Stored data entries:
------------------------------------------------------------

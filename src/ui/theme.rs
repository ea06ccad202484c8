//! Theme constants for the Reversi GUI

use egui::Color32;

// Board colors - classic felt green with black grid lines
pub const BOARD_BG: Color32 = Color32::from_rgb(0, 128, 0);
pub const BOARD_BORDER: Color32 = Color32::from_rgb(0, 70, 0);
pub const GRID_LINE: Color32 = Color32::from_rgb(0, 0, 0);

// Disc colors
pub const BLACK_DISC: Color32 = Color32::from_rgb(25, 25, 30);
pub const BLACK_DISC_HIGHLIGHT: Color32 = Color32::from_rgb(70, 70, 80);
pub const WHITE_DISC: Color32 = Color32::from_rgb(250, 250, 252);
pub const WHITE_DISC_SHADOW: Color32 = Color32::from_rgb(190, 190, 195);

// Markers
pub const HINT_DOT: Color32 = Color32::from_rgb(255, 255, 0);
pub const LAST_MOVE_MARKER: Color32 = Color32::from_rgb(230, 60, 60);

// Hover previews
pub fn hover_valid() -> Color32 {
    Color32::from_rgba_unmultiplied(20, 20, 20, 90)
}

pub fn hover_invalid() -> Color32 {
    Color32::from_rgba_unmultiplied(255, 50, 50, 90)
}

// Intro / game-over screens
pub const INTRO_BG: Color32 = Color32::from_rgb(117, 221, 221);
pub const INTRO_TEXT: Color32 = Color32::from_rgb(23, 42, 58);

// Panel colors - dark modern theme
pub const PANEL_BG: Color32 = Color32::from_rgb(25, 27, 31);
pub const CARD_BG: Color32 = Color32::from_rgb(35, 38, 43);
pub const TEXT_PRIMARY: Color32 = Color32::from_rgb(240, 240, 245);
pub const TEXT_SECONDARY: Color32 = Color32::from_rgb(160, 165, 175);
pub const TEXT_MUTED: Color32 = Color32::from_rgb(120, 125, 135);

// Status colors
pub const STATUS_OK: Color32 = Color32::from_rgb(80, 200, 120);
pub const STATUS_BUSY: Color32 = Color32::from_rgb(255, 180, 50);
pub const STATUS_WIN: Color32 = Color32::from_rgb(50, 220, 50);

// Sizes
pub const BOARD_MARGIN: f32 = 28.0;
pub const DISC_RADIUS_RATIO: f32 = 0.42;
pub const HINT_RADIUS_RATIO: f32 = 0.16;
pub const GRID_LINE_WIDTH: f32 = 1.5;
pub const LAST_MOVE_MARKER_RADIUS: f32 = 4.0;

------------------------------------------------------------

_REQUIREMENT_:
In the records above, retype exactly the lines from the one with "pub const STATUS_OK: Color32" through the last one.

_RESPONSE_:
pub const STATUS_OK: Color32 = Color32::from_rgb(80, 200, 120);
pub const STATUS_BUSY: Color32 = Color32::from_rgb(255, 180, 50);
pub const STATUS_WIN: Color32 = Color32::from_rgb(50, 220, 50);

// Sizes
pub const BOARD_MARGIN: f32 = 28.0;
pub const DISC_RADIUS_RATIO: f32 = 0.42;
pub const HINT_RADIUS_RATIO: f32 = 0.16;
pub const GRID_LINE_WIDTH: f32 = 1.5;
pub const LAST_MOVE_MARKER_RADIUS: f32 = 4.0;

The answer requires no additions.